I shall post up my own poem when I summon the courage this week, but for now I leave you with one of the poems I enjoyed at the reading, read by James Galvin, head of poetry department at Iowa Uni. James has a ridiculously fantastic way of reading, slow, sexy and deliberate, with a deep voice, and all the correct pauses, making humor arise of situations written that may have evaded a reader. It was a joy. This is the poem he read by Dean.
Sources Of The Delaware
by Dean Young
I love you he said but saying it took twenty years
so it was like listening to mountains grow.
I love you she says fifty times into a balloon
then releases the balloon into a room
whose volume she calculated to fit
the breath it would take to read
the complete works of Charlotte Bronte aloud.
Someone else pours green dust into the entryway
and puts rice paper on the floor. The door
is painted black. On the clothesline
shirttails snap above the berserk daffodils.
Hoagland says you’ve got to plunge the sword
into the charging bull. You’ve got
to sew yourself into a suit of light.
For the vacuum tube, it’s easy,
just heat the metal to incandescence
and all that dark energy becomes radiance.
A kind of hatching, syntactic and full of buzz.
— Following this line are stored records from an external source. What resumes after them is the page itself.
use crate::{Injectable, InterfaceFor, Lifetime, Registration};

/// A collection of registrations that can be added all at once to an
/// [`InjectorBuilder`](crate::InjectorBuilder). Modules can be used to group
/// together related services, such as everything a storage layer provides,
/// and configure the injector in pieces rather than all at once.
///
/// For creating a module easily via a domain specific language, see
/// [`define_module!`].
#[derive(Debug, Default)]
pub struct Module {
    pub(crate) registrations: Vec<Registration>,
}

impl Module {
    /// Adds a registration to this module.
    pub fn provide(&mut self, registration: impl Into<Registration>) {
        self.registrations.push(registration.into());
    }

    /// Registers `I` as the implementation of the service `S`.
    pub fn register<S, I>(&mut self, lifetime: Lifetime)
    where
        S: ?Sized + InterfaceFor<I>,
        I: Injectable,
    {
        self.provide(Registration::new::<S, I>(lifetime));
    }

    /// The number of registrations in this module.
    #[must_use]
    pub fn len(&self) -> usize {
        self.registrations.len()
    }

    /// Whether this module has no registrations.
    #[must_use]
    pub fn is_empty(&self) -> bool {
        self.registrations.is_empty()
    }
}

/// Defines a new module using a domain specific language.
///
/// ## Example
///
/// ```
/// use scoped_injector::{
///     constant, define_module, interface, Injector, IntoScoped, IntoSingleton,
///     Service, Svc,
/// };
///
/// struct Engine(Svc<String>);
/// struct Session(Svc<Engine>);
///
/// trait Clock: Service {
///     fn now(&self) -> u64;
/// }
/// interface!(Clock);
///
/// struct FixedClock;
/// impl Clock for FixedClock {
///     fn now(&self) -> u64 {
///         42
///     }
/// }
///
/// # #[tokio::main(flavor = "current_thread")]
/// # async fn main() {
/// let module = define_module! {
///     services = [
///         constant("sqlite::memory:".to_owned()),
///         Engine.singleton(),
///         Session.scoped(),
///     ],
///     interfaces = {
///         dyn Clock = [(|| FixedClock).singleton()],
///     },
/// };
/// assert_eq!(4, module.len());
///
/// let mut builder = Injector::builder();
/// builder.add_module(module);
///
/// let injector = builder.build();
/// let scope = injector.begin_scope();
/// let session: Svc<Session> = scope.resolve().await.unwrap();
/// let clock: Svc<dyn Clock> = scope.resolve().await.unwrap();
///
/// assert_eq!("sqlite::memory:", *session.0 .0);
/// assert_eq!(42, clock.now());
/// # }
/// ```
#[macro_export]
macro_rules! define_module {
    {
        $(
            $(#[$($attr:meta),*])*
            $key:ident = $value:tt
        ),*
        $(,)?
    } => {
        {
            #[allow(unused_mut)]
            let mut module = <$crate::Module as ::std::default::Default>::default();
            $(
                $(#[$($attr),*])*
                $crate::define_module!(@provide &mut module, $key = $value);
            )*
            module
        }
    };
    (
        @provide $module:expr,
        services = [
            $($service:expr),*
            $(,)?
        ]
    ) => {
        $($module.provide($service);)*
    };
    (
        @provide $module:expr,
        interfaces = {
            $($interface:ty = [
                $($implementation:expr),*
                $(,)?
            ]),*
            $(,)?
        }
    ) => {
        $(
            $($module.provide(($implementation).with_interface::<$interface>());)*
        )*
    };
}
No contraindications, no laws forbidding
buying gin on Sundays. Not if you’re pregnant,
if you’re operating heavy machinery because
who isn’t towing the scuttled tonnage
of some self? Sometimes just rubbing
her feet is enough. Just putting out
a new cake of soap. Sure, the contents
are under pressure and everyone knows
that last step was never intended to bear
any weight but isn’t that why we’re standing there?
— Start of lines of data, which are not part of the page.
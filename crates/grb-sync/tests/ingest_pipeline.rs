mod common;

use common::{candidate, torrent, FakeSearchIndex, Harness};
use grb_adapters::WebhookPayload;
use grb_core::{ErrorKind, GrabStatus, IngestMode, IngestSource, IngestStatus};
use grb_sync::{GrabEvent, IngestOptions, WebhookSettings};
use serde_json::json;

const TITLE: &str = "Movie.2024.1080p";
const URL: &str = "http://prowlarr.test/dl/1";

fn webhook(download_id: &str) -> WebhookPayload {
    serde_json::from_value(json!({
        "eventType": "Grab",
        "downloadId": download_id,
        "instanceName": "Radarr",
        "release": {
            "releaseTitle": TITLE,
            "indexer": "ExampleTracker",
            "size": 1_500_000_000i64,
            "infoUrl": "https://x/y"
        }
    }))
    .unwrap()
}

fn settings() -> WebhookSettings {
    WebhookSettings {
        min_score: 3,
        strict: true,
        download: true,
    }
}

#[tokio::test]
async fn webhook_grab_is_scored_fetched_verified_and_stored() {
    let (bytes, hash) = torrent("movie");
    let h = Harness::new(FakeSearchIndex::with(vec![candidate(
        TITLE,
        "ExampleTracker",
        Some(&hash),
        URL,
    )]))
    .await;
    h.artifacts.serve(URL, bytes);

    let result = h.ingestor.handle_webhook_grab(&webhook(&hash), &settings()).await;
    assert_eq!(result.status, IngestStatus::Ok, "{result:?}");
    assert_eq!(result.score, Some(6));
    assert_eq!(result.mode, Some(IngestMode::Full));
    assert!(result.hash_check.as_ref().unwrap().matched);

    let grab = h.store.find_grab("radarr", &hash).await.unwrap().unwrap();
    assert_eq!(grab.status, GrabStatus::Downloaded);
    assert_eq!(grab.artifact_path.as_deref(), Some("Movie.2024.1080p.torrent"));
    assert_eq!(grab.first_seen_source, "webhook");
    assert_eq!(grab.tracker.as_deref(), Some("ExampleTracker"));
    assert!(h.artifact_path("Movie.2024.1080p.torrent").exists());

    let ledger = h
        .store
        .get_history_record(&hash, Some("radarr"))
        .await
        .unwrap()
        .expect("webhook grab lands in the ledger");
    assert_eq!(ledger.raw_id, None);
    assert_eq!(ledger.event_type.as_deref(), Some("grabbed"));
}

#[tokio::test]
async fn repeated_ingestion_keeps_one_row_and_first_seen_source() {
    let (bytes, hash) = torrent("movie");
    let h = Harness::new(FakeSearchIndex::with(vec![candidate(
        TITLE,
        "ExampleTracker",
        Some(&hash),
        URL,
    )]))
    .await;
    h.artifacts.serve(URL, bytes);

    let first = h.ingestor.handle_webhook_grab(&webhook(&hash), &settings()).await;
    assert!(first.is_ok());

    let event = GrabEvent {
        instance: "radarr".into(),
        source: IngestSource::HistoryManual,
        title: TITLE.into(),
        download_id: Some(hash.to_lowercase()),
        indexer: Some("ExampleTracker".into()),
        size: None,
        info_url: None,
        grabbed_at: None,
    };
    let second = h
        .ingestor
        .ingest_grab_event(&event, &IngestOptions::for_recovery(3, true, true))
        .await;
    assert!(second.is_ok(), "{second:?}");
    assert_eq!(second.message.as_deref(), Some("updated (idempotent)"));

    assert_eq!(h.store.count_grabs().await.unwrap(), 1);
    let grab = h.store.find_grab("radarr", &hash).await.unwrap().unwrap();
    assert_eq!(grab.first_seen_source, "webhook");
    assert_eq!(grab.last_seen_source, "history_manual");
}

#[tokio::test]
async fn tied_candidates_resolve_to_the_same_row_every_time() {
    let (bytes, hash) = torrent("movie");
    let h = Harness::new(FakeSearchIndex::with(vec![
        candidate(TITLE, "ExampleTracker", Some(&hash), URL),
        candidate(TITLE, "ExampleTracker", Some(&hash), "http://prowlarr.test/dl/2"),
    ]))
    .await;
    h.artifacts.serve(URL, bytes.clone());
    h.artifacts.serve("http://prowlarr.test/dl/2", bytes);

    for _ in 0..3 {
        let result = h.ingestor.handle_webhook_grab(&webhook(&hash), &settings()).await;
        assert_eq!(result.download_url.as_deref(), Some(URL));
    }
    let grab = h.store.find_grab("radarr", &hash).await.unwrap().unwrap();
    assert_eq!(grab.source_url, URL);
    assert_eq!(h.store.count_grabs().await.unwrap(), 1);
}

#[tokio::test]
async fn weak_candidate_is_rejected_without_writing() {
    let (bytes, hash) = torrent("movie");
    // Substring title plus indexer: 1 + 1.
    let h = Harness::new(FakeSearchIndex::with(vec![candidate(
        "Movie.2024.1080p.REPACK",
        "ExampleTracker",
        None,
        URL,
    )]))
    .await;
    h.artifacts.serve(URL, bytes);

    let result = h.ingestor.handle_webhook_grab(&webhook(&hash), &settings()).await;
    assert_eq!(result.status, IngestStatus::Error);
    assert_eq!(result.kind, Some(ErrorKind::ScoreBelowThreshold));
    assert_eq!(result.reason.as_deref(), Some("score too low"));
    assert_eq!(result.score, Some(2));
    assert_eq!(h.store.count_grabs().await.unwrap(), 0);
    assert_eq!(h.artifacts.fetches.load(std::sync::atomic::Ordering::SeqCst), 0);
}

#[tokio::test]
async fn weak_candidate_in_minimal_mode_keeps_a_missing_row() {
    let (_, hash) = torrent("movie");
    let h = Harness::new(FakeSearchIndex::with(vec![candidate(
        "Movie.2024.1080p.REPACK",
        "ExampleTracker",
        None,
        URL,
    )]))
    .await;

    let event = GrabEvent {
        instance: "radarr".into(),
        source: IngestSource::HistorySync,
        title: TITLE.into(),
        download_id: Some(hash.clone()),
        indexer: Some("ExampleTracker".into()),
        size: Some(1_500_000_000),
        info_url: Some("https://x/y".into()),
        grabbed_at: None,
    };
    let options = IngestOptions {
        allow_missing_candidate: true,
        ..IngestOptions::default()
    };
    let result = h.ingestor.ingest_grab_event(&event, &options).await;
    assert!(result.is_ok(), "{result:?}");
    assert_eq!(result.mode, Some(IngestMode::Minimal));

    let grab = h.store.find_grab("radarr", &hash).await.unwrap().unwrap();
    assert_eq!(grab.status, GrabStatus::Missing);
    assert_eq!(grab.artifact_path, None);
    assert_eq!(grab.source_url, "https://x/y");
}

#[tokio::test]
async fn strict_hash_mismatch_discards_the_artifact() {
    let (bytes, _) = torrent("some-other-release");
    let expected = "ABCDEF0123456789ABCDEF0123456789ABCD1234";
    let h = Harness::new(FakeSearchIndex::with(vec![candidate(
        TITLE,
        "ExampleTracker",
        Some(expected),
        URL,
    )]))
    .await;
    h.artifacts.serve(URL, bytes);

    let result = h.ingestor.handle_webhook_grab(&webhook(expected), &settings()).await;
    assert_eq!(result.kind, Some(ErrorKind::HashMismatch));
    assert_eq!(result.reason.as_deref(), Some("hash mismatch"));
    let check = result.hash_check.unwrap();
    assert!(!check.matched);
    assert_eq!(check.expected, expected);
    assert!(!h.artifact_path("Movie.2024.1080p.torrent").exists());
    assert_eq!(h.store.count_grabs().await.unwrap(), 0);
}

#[tokio::test]
async fn lenient_hash_mismatch_still_stores_the_grab() {
    let (bytes, _) = torrent("some-other-release");
    let expected = "ABCDEF0123456789ABCDEF0123456789ABCD1234";
    let h = Harness::new(FakeSearchIndex::with(vec![candidate(
        TITLE,
        "ExampleTracker",
        Some(expected),
        URL,
    )]))
    .await;
    h.artifacts.serve(URL, bytes);

    let lenient = WebhookSettings {
        strict: false,
        ..settings()
    };
    let result = h.ingestor.handle_webhook_grab(&webhook(expected), &lenient).await;
    assert!(result.is_ok(), "{result:?}");
    assert!(!result.hash_check.unwrap().matched);
    let grab = h.store.find_grab("radarr", expected).await.unwrap().unwrap();
    assert_eq!(grab.status, GrabStatus::Downloaded);
}

#[tokio::test]
async fn non_grab_and_untitled_webhooks_are_not_ingested() {
    let h = Harness::new(FakeSearchIndex::default()).await;

    let mut payload = webhook("ABCDEF0123456789ABCDEF0123456789ABCD1234");
    payload.event_type = Some("Download".into());
    let ignored = h.ingestor.handle_webhook_grab(&payload, &settings()).await;
    assert_eq!(ignored.status, IngestStatus::Ignored);
    assert_eq!(ignored.reason.as_deref(), Some("eventType"));
    assert_eq!(ignored.event_type.as_deref(), Some("Download"));

    let untitled: WebhookPayload = serde_json::from_value(json!({ "eventType": "Grab" })).unwrap();
    let missing = h.ingestor.handle_webhook_grab(&untitled, &settings()).await;
    assert_eq!(missing.kind, Some(ErrorKind::MissingTitle));
    assert_eq!(missing.reason.as_deref(), Some("missing releaseTitle"));
    assert_eq!(h.search.searches.load(std::sync::atomic::Ordering::SeqCst), 0);
}

#[tokio::test]
async fn candidate_without_download_handle_is_an_error() {
    let (_, hash) = torrent("movie");
    let mut c = candidate(TITLE, "ExampleTracker", Some(&hash), URL);
    c.download_url = None;
    let h = Harness::new(FakeSearchIndex::with(vec![c])).await;

    let result = h.ingestor.handle_webhook_grab(&webhook(&hash), &settings()).await;
    assert_eq!(result.kind, Some(ErrorKind::MissingDownloadHandle));
    assert_eq!(result.reason.as_deref(), Some("missing downloadUrl"));
}

#[tokio::test]
async fn recovery_falls_back_to_a_direct_indexer_download() {
    let (bytes, hash) = torrent("movie");
    let h = Harness::new(FakeSearchIndex::with(Vec::new())).await;
    let handle = format!(
        "fake://indexer/7/download?link=https://x/y&file={TITLE}.torrent"
    );
    h.artifacts.serve(&handle, bytes);

    h.store
        .upsert_history(&[grb_core::NewHistoryEntry {
            instance: "radarr".into(),
            raw_id: Some(10),
            event_type: Some("grabbed".into()),
            download_id: Some(hash.clone()),
            source_title: Some(TITLE.into()),
            indexer: Some("ExampleTracker (Prowlarr)".into()),
            size: Some(1_500_000_000),
            info_url: Some("https://x/y".into()),
            grabbed_at: Some(common::base_time()),
        }])
        .await
        .unwrap();
    let entry = h.store.get_history_record(&hash, None).await.unwrap().unwrap();

    let result = h.ingestor.recover_from_history(&entry, 3, true, true).await;
    assert!(result.is_ok(), "{result:?}");
    assert!(result.fallback_used);
    assert!(result.hash_check.unwrap().matched);

    let grab = h.store.find_grab("radarr", &hash).await.unwrap().unwrap();
    assert_eq!(grab.first_seen_source, "history_manual");
    assert_eq!(grab.indexer_id, Some(7));
    assert_eq!(grab.status, GrabStatus::Downloaded);
    assert_eq!(h.ingestor.indexer_cache().stats().count, 1);
}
Ripples in her hair, I love you she hollers
over the propellers. Yellow scarf in mist.
When I planted all those daffodils,
I didn’t know I was planting them
in my own chest. Play irretrievably
with the lid closed, Satie wrote on the score.
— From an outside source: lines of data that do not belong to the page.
#[cfg(test)]
mod tests {
    use super::*;
    use chrono::TimeZone;

    fn ts(h: u32, m: u32) -> DateTime<Utc> {
        Utc.with_ymd_and_hms(2024, 5, 1, h, m, 0).single().expect("ts")
    }

    #[test]
    fn cursor_encodes_and_decodes() {
        let cursor = HistoryCursor::new(ts(10, 30), Some(42));
        let encoded = cursor.encode().expect("encoded");
        assert_eq!(encoded, "2024-05-01T10:30:00.000Z|42");
        assert_eq!(HistoryCursor::decode(&encoded), cursor);

        let no_id = HistoryCursor::new(ts(10, 30), None);
        assert_eq!(no_id.encode().as_deref(), Some("2024-05-01T10:30:00.000Z|"));
        assert_eq!(HistoryCursor::decode("2024-05-01T10:30:00.000Z|"), no_id);
        assert!(HistoryCursor::default().encode().is_none());
    }

    #[test]
    fn garbage_cursor_decodes_to_empty() {
        assert!(HistoryCursor::decode("nope").is_empty());
        assert!(HistoryCursor::decode("not-a-date|3").is_empty());
        assert!(HistoryCursor::decode("2024-05-01T10:30:00Z|abc").is_empty());
    }

    #[test]
    fn cursor_admits_only_strictly_newer_records() {
        let cursor = HistoryCursor::new(ts(10, 0), Some(5));
        assert!(cursor.admits(Some(ts(10, 1)), None));
        assert!(!cursor.admits(Some(ts(9, 59)), Some(100)));
        assert!(cursor.admits(Some(ts(10, 0)), Some(6)));
        assert!(!cursor.admits(Some(ts(10, 0)), Some(5)));
        assert!(!cursor.admits(Some(ts(10, 0)), None));
        assert!(!cursor.admits(None, Some(99)));
        assert!(HistoryCursor::default().admits(None, None));
    }

    #[test]
    fn cursor_observe_never_moves_backward() {
        let mut cursor = HistoryCursor::new(ts(10, 0), Some(5));
        cursor.observe(Some(ts(9, 0)), Some(500));
        assert_eq!(cursor, HistoryCursor::new(ts(10, 0), Some(5)));
        cursor.observe(Some(ts(10, 0)), Some(7));
        assert_eq!(cursor.raw_id, Some(7));
        cursor.observe(Some(ts(11, 0)), None);
        assert_eq!(cursor, HistoryCursor::new(ts(11, 0), None));
        cursor.observe(None, Some(1_000));
        assert_eq!(cursor.grabbed_at, Some(ts(11, 0)));
    }

    #[test]
    fn cursor_key_is_namespaced_and_lowercased() {
        assert_eq!(HistoryCursor::config_key(" Radarr "), "HISTORY_CURSOR::radarr");
    }

    #[test]
    fn indexer_normalization_strips_noise() {
        assert_eq!(normalize_indexer("  Example   Tracker (Prowlarr) "), "example tracker");
        assert_eq!(normalize_indexer("YggAPI (API)"), "yggapi");
        assert_eq!(normalize_indexer(""), "");
    }

    #[test]
    fn status_follows_artifact_path() {
        assert_eq!(GrabStatus::for_artifact(Some("a.torrent")), GrabStatus::Downloaded);
        assert_eq!(GrabStatus::for_artifact(Some("  ")), GrabStatus::Missing);
        assert_eq!(GrabStatus::for_artifact(None), GrabStatus::Missing);
    }

    #[test]
    fn hash_check_compares_case_insensitively() {
        let check = HashCheck::new("abcdef", Some("ABCDEF".into()));
        assert!(check.matched);
        assert_eq!(check.expected, "ABCDEF");
        assert!(!HashCheck::new("abcdef", None).matched);
        let json = serde_json::to_value(&check).expect("json");
        assert_eq!(json["match"], true);
        assert_eq!(json["downloadId"], "ABCDEF");
    }

    #[test]
    fn candidate_hash_prefers_info_hash_fields() {
        let candidate: Candidate = serde_json::from_value(serde_json::json!({
            "title": "Movie",
            "infoHash": "",
            "infoHashV1": "aa11",
            "hash": "bb22",
            "downloadUrl": "http://x/dl"
        }))
        .expect("candidate");
        assert_eq!(candidate.content_hash(), Some("aa11"));
        assert_eq!(candidate.download_url.as_deref(), Some("http://x/dl"));
    }

    #[test]
    fn timestamps_parse_leniently() {
        assert_eq!(parse_timestamp("2024-05-01T10:30:00Z"), Some(ts(10, 30)));
        assert_eq!(parse_timestamp("2024-05-01T12:30:00+02:00"), Some(ts(10, 30)));
        assert_eq!(parse_timestamp("2024-05-01T10:30:00"), Some(ts(10, 30)));
        assert_eq!(parse_timestamp(""), None);
        assert_eq!(format_timestamp(ts(10, 30)), "2024-05-01T10:30:00.000Z");
    }

    #[test]
    fn result_serializes_compact() {
        let result = IngestResult::error(ErrorKind::ScoreBelowThreshold, "score too low").with_score(2);
        let json = serde_json::to_value(&result).expect("json");
        assert_eq!(json["status"], "error");
        assert_eq!(json["reason"], "score too low");
        assert_eq!(json["score"], 2);
        assert!(json.get("mode").is_none());
    }

    #[test]
    fn manual_clock_advances() {
        let clock = ManualClock::new(ts(1, 0));
        clock.advance(chrono::Duration::minutes(5));
        assert_eq!(clock.now(), ts(1, 5));
    }
}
But Hoagland says he’s sick of opening
the door each morning not on diamonds
but piles of coal, and he’s sick of being
responsible for the eons of pressure needed
and the sea is sick of being responsible
for the rain, and the river is sick of the sea.
So the people who need the river
to float waste to New Jersey
throw in antidepressants. So the river
is still sick but nervous now too,
its legs keep thrashing out involuntarily,
flooding going concerns, keeping the president
awake. So the people throw in beta-blockers
to make it sleep which it does, sort of,
dreaming it’s a snake again but this time
with fifty heads belching ammonia
which is nothing like the dreams it once had
of children splashing in the blue of its eyes.
So the president gets on the airways
with positive vectors and vows
to give every child a computer
but all this time, behind the podium,
his penis is shouting, Put me in, Coach,
I can be the river! So I love you say
the flashbulbs but then the captions
say something else. I love you says
the hammer to the nail. I love Tamescha
someone sprays across the For Sale sign.
So I tell Hoagland it’s a fucked-up ruined
world in such palatial detail, he’s stuck
for hours on the phone. Look at those crows,
they think they’re in on the joke and
they don’t love a thing. They think
they have to be that black to keep
all their radiance inside. I love you
the man says as his mother dies
so now nothing ties him to the earth,
not fistfuls of dirt, not the silly songs
he remembers singing as a child.
I love you I say meaning lend me twenty bucks.
of course, James ended his reading with saying…”No, seriously, lend him twenty bucks”. Which the audience smiled and smiled at.